Des femmes politiques en position de « proies »
Elodie Jeanneteau est loin d’être la seule dans ce cas : bon nombre de femmes politiques sont elles aussi victimes de sexisme ordinaire sur les réseaux sociaux ou dans la sphère publique. Une enquête publiée en 2021 révélait ainsi que 74 % des élues locales avaient déjà été confrontées au sexisme dans le cadre de leurs fonctions. « Ce n’est déjà pas simple pour une femme de se faire une place en politique, donc si on doit en plus subir des remarques déplacées à chaque fois qu’on s’exprime », déplore l’avocate angevine.

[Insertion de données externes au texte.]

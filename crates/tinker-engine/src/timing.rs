//! Fixed timestep accumulation.

/// Maximum fixed updates per frame (prevents a spiral of death).
const MAX_UPDATES_PER_FRAME: u32 = 10;

/// Maximum frame delta accepted, in seconds.
const MAX_FRAME_DT: f32 = 0.25;

/// Converts variable frame deltas into a count of fixed updates.
#[derive(Debug, Clone)]
pub struct FixedTimestep {
    fixed_dt: f32,
    accumulator: f32,
    ticks: u64,
}

impl FixedTimestep {
    /// Create a timestep running at `tick_rate` updates per second.
    #[must_use]
    pub fn new(tick_rate: u32) -> Self {
        Self {
            fixed_dt: 1.0 / tick_rate.max(1) as f32,
            accumulator: 0.0,
            ticks: 0,
        }
    }

    /// Seconds per fixed update.
    #[must_use]
    pub const fn fixed_dt(&self) -> f32 {
        self.fixed_dt
    }

    /// Fixed updates issued so far.
    #[must_use]
    pub const fn ticks(&self) -> u64 {
        self.ticks
    }

    /// Accumulate a frame delta.
    /// Returns the number of fixed updates that should be performed.
    pub fn accumulate(&mut self, dt: f32) -> u32 {
        self.accumulator += dt.clamp(0.0, MAX_FRAME_DT);
        let mut count = 0;

        // Small epsilon so a frame of exactly fixed_dt always yields one update
        while self.accumulator + 1e-6 >= self.fixed_dt && count < MAX_UPDATES_PER_FRAME {
            self.accumulator = (self.accumulator - self.fixed_dt).max(0.0);
            count += 1;
        }

        // Still behind: drop the backlog
        if self.accumulator > self.fixed_dt * 2.0 {
            self.accumulator = 0.0;
        }

        self.ticks += u64::from(count);
        count
    }
}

Dans une tribune publiée le 19 août et déjà signée par une grosse centaine d’élus, parmi lesquels les Écologistes Marine Tondelier et David Cormand, Elodie Jeanneteau pointe du doigt les algorithmes des réseaux sociaux qui « enferment les femmes politiques dans une bulle masculine », les plaçant en position de « proies. » Plusieurs études ont en effet démontré que les algorithmes n’étaient pas neutres et étaient même souvent sexistes. En favorisant la diffusion de publications qui génèrent de l’interaction rapide (likes, commentaires, partages…), ils renforcent ainsi les stéréotypes sexistes en réduisant souvent les femmes à leur physique.
« Les algorithmes peuvent être corrigés »
Le Haut conseil à l’égalité entre les hommes et les femmes ne dit pas autre chose. « Les réseaux sociaux participent au triple processus d’invisibilisation des femmes, de reproduction des stéréotypes de genre et de diffusion de la violence symbolique et physique envers les femmes, détaillait-il dans un rapport publié fin 2023. Ce qui pose la question cruciale de la responsabilité des plateformes dans la perpétuation des inégalités et de la violence en ligne. »
Deux ans plus tard, le sexisme et la misogynie en ligne n’ont pas disparu, loin de là. « Les algorithmes ne sont pourtant pas des lois naturelles et peuvent être corrigés », souligne Elodie Jeanneteau, qui entend solliciter prochainement les dirigeants de Meta, la maison mère de Facebook et Instagram, pour une rencontre. « Il faut que les grandes plateformes soient plus transparentes et revoient leurs algorithmes pour qu’une femme en politique puisse émerger par ses idées et non son décolleté », clame-t-elle, estimant qu’il s’agit là « d’un vrai problème démocratique et d’égalité. »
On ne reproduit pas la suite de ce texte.